The adobe buildings, erected between 1000 and 1450 AD, are constructed entirely from sun dried bricks made of earth mixed with straw and water. The pueblo is now home to around 150 full-time inhabitants as well as many more seasonal residents. The larger Taos Indian Reservation, which has a population of nearly 2,000, surrounds the pueblo and is part of the Eight Northern Pueblos Council of New Mexico.
Visitors to the Pueblo de Taos must pay an entrance fee as well as a camera fee for each individual camera brought into the settlement. Several areas of the pueblo, such as the San Geronimo Cathedral, are off limits to photography and visitors must ask individual permission before photographing residents. The cemetery of the Pueblo de Taos, as well as a handful of other areas, are completely off limits to visitors.
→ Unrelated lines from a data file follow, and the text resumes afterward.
//! A narrow interface wrapping invocations of the external build tool.
//!
//! Two command families are exposed: queries, which describe targets, and
//! builds, which force artifact generation. Both return the tool's JSON
//! output. Diagnostic output is retained in a bounded tail and embedded in
//! the error when the tool fails, together with the full argument vector,
//! so a failing invocation can be replayed verbatim.

use crate::error::ToolError;
use itertools::Itertools;
use serde_json::Value;
use std::{path::PathBuf, process::Stdio};
use tokio::process::Command;

/// How many trailing lines of diagnostic output are kept per invocation.
pub const LOG_TAIL_LINES: usize = 100;

/// Which major version of the build tool is being driven. The two versions
/// ship as different executables and differ in flag spelling and flavored
/// target syntax.
#[derive(Clone, Copy, Debug, PartialEq, Eq)]
pub enum ToolVersion {
    V1,
    V2,
}

/// Knobs forwarded unchanged to every invocation.
#[derive(Clone, Debug, Default)]
pub struct InvocationOptions {
    /// Build mode, passed as a leading `@mode` argument.
    pub mode: Option<String>,
    /// Keeps this consumer's daemon state separate from interactive use.
    pub isolation_prefix: Option<String>,
}

impl InvocationOptions {
    pub fn with_mode(mut self, mode: impl Into<String>) -> Self {
        self.mode = Some(mode.into());
        self
    }

    pub fn with_isolation_prefix(mut self, prefix: impl Into<String>) -> Self {
        self.isolation_prefix = Some(prefix.into());
        self
    }
}

/// Abstraction over the build tool's command line.
#[derive(Clone, Debug)]
pub struct Raw {
    executable: PathBuf,
    version: ToolVersion,
}

impl Raw {
    /// Drives the version-1 tool, `buck` on the search path.
    pub fn v1() -> Self {
        Self { executable: PathBuf::from("buck"), version: ToolVersion::V1 }
    }

    /// Drives the version-2 tool, `buck2` on the search path.
    pub fn v2() -> Self {
        Self { executable: PathBuf::from("buck2"), version: ToolVersion::V2 }
    }

    /// Overrides the executable location.
    #[must_use]
    pub fn with_executable(mut self, executable: impl Into<PathBuf>) -> Self {
        self.executable = executable.into();
        self
    }

    pub fn version(&self) -> ToolVersion {
        self.version
    }

    /// Issues a query describing targets; the reply is JSON.
    pub async fn query(
        &self,
        options: &InvocationOptions,
        args: &[String],
    ) -> Result<Value, ToolError> {
        let subcommand = match self.version {
            ToolVersion::V1 => "query",
            ToolVersion::V2 => "uquery",
        };
        self.invoke(subcommand, options, args).await
    }

    /// Forces artifact generation; the reply is JSON describing output
    /// locations.
    pub async fn build(
        &self,
        options: &InvocationOptions,
        args: &[String],
    ) -> Result<Value, ToolError> {
        self.invoke("build", options, args).await
    }

    /// Runs a dedicated builder script (version 2 only).
    pub async fn bxl(
        &self,
        options: &InvocationOptions,
        args: &[String],
    ) -> Result<Value, ToolError> {
        self.invoke("bxl", options, args).await
    }

    async fn invoke(
        &self,
        subcommand: &str,
        options: &InvocationOptions,
        extra_args: &[String],
    ) -> Result<Value, ToolError> {
        let mut args: Vec<String> = Vec::with_capacity(extra_args.len() + 4);
        if let Some(prefix) = &options.isolation_prefix {
            match self.version {
                ToolVersion::V1 => {
                    args.push("--isolation_prefix".to_string());
                    args.push(prefix.clone());
                }
                ToolVersion::V2 => {
                    args.push("--isolation-dir".to_string());
                    args.push(prefix.clone());
                }
            }
        }
        args.push(subcommand.to_string());
        if let Some(mode) = &options.mode {
            args.push(format!("@{mode}"));
        }
        args.extend(extra_args.iter().cloned());

        debug!(
            command = %self.executable.display(),
            args = %args.iter().join(" "),
            "invoking build tool"
        );
        let output = Command::new(&self.executable)
            .args(&args)
            .stdin(Stdio::null())
            .stdout(Stdio::piped())
            .stderr(Stdio::piped())
            .output()
            .await
            .map_err(|err| self.error(&args, format!("could not be launched: {err}"), None, Vec::new()))?;

        let logs = log_tail(&output.stderr);
        if !output.status.success() {
            let description = match output.status.code() {
                Some(_) => "exited with non-zero status".to_string(),
                None => "did not exit cleanly".to_string(),
            };
            return Err(self.error(&args, description, output.status.code(), logs));
        }
        serde_json::from_slice(&output.stdout).map_err(|err| {
            self.error(
                &args,
                format!("produced output that is not valid JSON: {err}"),
                output.status.code(),
                logs,
            )
        })
    }

    fn error(
        &self,
        args: &[String],
        description: String,
        exit_code: Option<i32>,
        logs: Vec<String>,
    ) -> ToolError {
        ToolError {
            command: self.executable.display().to_string(),
            args: args.to_vec(),
            description,
            exit_code,
            logs,
        }
    }
}

fn log_tail(stderr: &[u8]) -> Vec<String> {
    let text = String::from_utf8_lossy(stderr);
    let lines: Vec<&str> = text.lines().collect();
    let start = lines.len().saturating_sub(LOG_TAIL_LINES);
    lines[start..].iter().map(|line| line.to_string()).collect()
}

#[cfg(test)]
mod tests {
    use super::*;
    use pretty_assertions::assert_eq;
    use std::path::Path;

    /// Writes an executable shell script standing in for the build tool.
    fn fake_tool(dir: &Path, body: &str) -> PathBuf {
        use std::os::unix::fs::PermissionsExt;

        let path = dir.join("fake-buck");
        std::fs::write(&path, format!("#!/bin/sh\n{body}\n")).unwrap();
        let mut permissions = std::fs::metadata(&path).unwrap().permissions();
        permissions.set_mode(0o755);
        std::fs::set_permissions(&path, permissions).unwrap();
        path
    }

    #[tokio::test]
    async fn query_returns_parsed_json() {
        let dir = tempfile::tempdir().unwrap();
        let tool = fake_tool(dir.path(), r#"echo '{"//foo:bar": ["//foo:bar-lib"]}'"#);
        let raw = Raw::v2().with_executable(tool);

        let value = raw.query(&InvocationOptions::default(), &[]).await.unwrap();
        assert_eq!(value["//foo:bar"][0], "//foo:bar-lib");
    }

    #[tokio::test]
    async fn subcommand_mode_and_isolation_are_forwarded() {
        let dir = tempfile::tempdir().unwrap();
        // the fake tool echoes its arguments back as a JSON array
        let tool = fake_tool(
            dir.path(),
            r#"printf '['; sep=''; for arg in "$@"; do printf '%s"%s"' "$sep" "$arg"; sep=','; done; printf ']'"#,
        );
        let raw = Raw::v2().with_executable(tool);
        let options =
            InvocationOptions::default().with_mode("mode/dev").with_isolation_prefix(".analysis");

        let value = raw
            .build(&options, &["//foo:bar".to_string()])
            .await
            .unwrap();
        let args: Vec<String> =
            serde_json::from_value(value).unwrap();
        assert_eq!(
            args,
            vec!["--isolation-dir", ".analysis", "build", "@mode/dev", "//foo:bar"]
        );
    }

    #[tokio::test]
    async fn failing_invocations_carry_code_and_log_tail() {
        let dir = tempfile::tempdir().unwrap();
        let tool = fake_tool(dir.path(), "echo 'first line' >&2; echo 'last line' >&2; exit 3");
        let raw = Raw::v1().with_executable(tool);

        let err = raw.query(&InvocationOptions::default(), &["deps(...)".to_string()]).await.unwrap_err();
        assert_eq!(err.exit_code, Some(3));
        assert_eq!(err.logs, vec!["first line", "last line"]);
        assert_eq!(err.args, vec!["query", "deps(...)"]);
        assert!(err.to_string().contains("exit code 3"));
    }

    #[tokio::test]
    async fn signal_termination_has_no_exit_code() {
        let dir = tempfile::tempdir().unwrap();
        let tool = fake_tool(dir.path(), "kill -TERM $$");
        let raw = Raw::v2().with_executable(tool);

        let err = raw.query(&InvocationOptions::default(), &[]).await.unwrap_err();
        assert_eq!(err.exit_code, None);
        assert!(err.to_string().contains("terminated by signal"));
    }

    #[tokio::test]
    async fn non_json_output_is_an_error() {
        let dir = tempfile::tempdir().unwrap();
        let tool = fake_tool(dir.path(), "echo 'this is not json'");
        let raw = Raw::v2().with_executable(tool);

        let err = raw.query(&InvocationOptions::default(), &[]).await.unwrap_err();
        assert!(err.description.contains("not valid JSON"));
    }

    #[tokio::test]
    async fn missing_executable_is_an_error() {
        let raw = Raw::v2().with_executable("/nonexistent/buck2");
        let err = raw.query(&InvocationOptions::default(), &[]).await.unwrap_err();
        assert!(err.description.contains("could not be launched"));
    }

    #[test]
    fn log_tail_is_bounded() {
        let many_lines: String =
            (0..LOG_TAIL_LINES + 10).map(|i| format!("line {i}\n")).collect();
        let tail = log_tail(many_lines.as_bytes());
        assert_eq!(tail.len(), LOG_TAIL_LINES);
        assert_eq!(tail[0], "line 10");
    }
}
Many of the inhabitants of the Pueblo de Taos are skilled artisans and silver jewelry, pottery, drums and leather goods such as moccasins are sold at the many small shops within the ancient settlement. The settlement is also known for the fine arts, such as painting and sculpture, that are produced by its residents. Many of these works are for sale at the pueblo itself and in galleries in nearby Taos and Sante Fe.
The present day inhabitants of the Pueblo de Taos are the descendants of the ancient Anasazi people who once lived in the pueblo-like cliff dwellings of Mesa Verde National Park and ruins at Chaco Canyon National Historic Park. The pueblo is a sovereign nation and is governed by a tribal council, which is made up of 50 elders. The Pueblo de Taos is considered one of the oldest continuously inhabited communities in the United States.
The area surrounding the Pueblo de Taos is home to several other popular New Mexico attractions, including the Sangre de Cristo Mountains and the Rio Grande River, which runs through the settlement itself. The Taos Pueblo owns the Taos Mountain Casino, which is located on the tribal lands and generates money for the local residents. Several major events take place at the settlement throughout the year, such as the Taos Pueblo Pow-Wow, which brings traditional Native American dancers and artisans from all over the country to the Pueblo de Taos.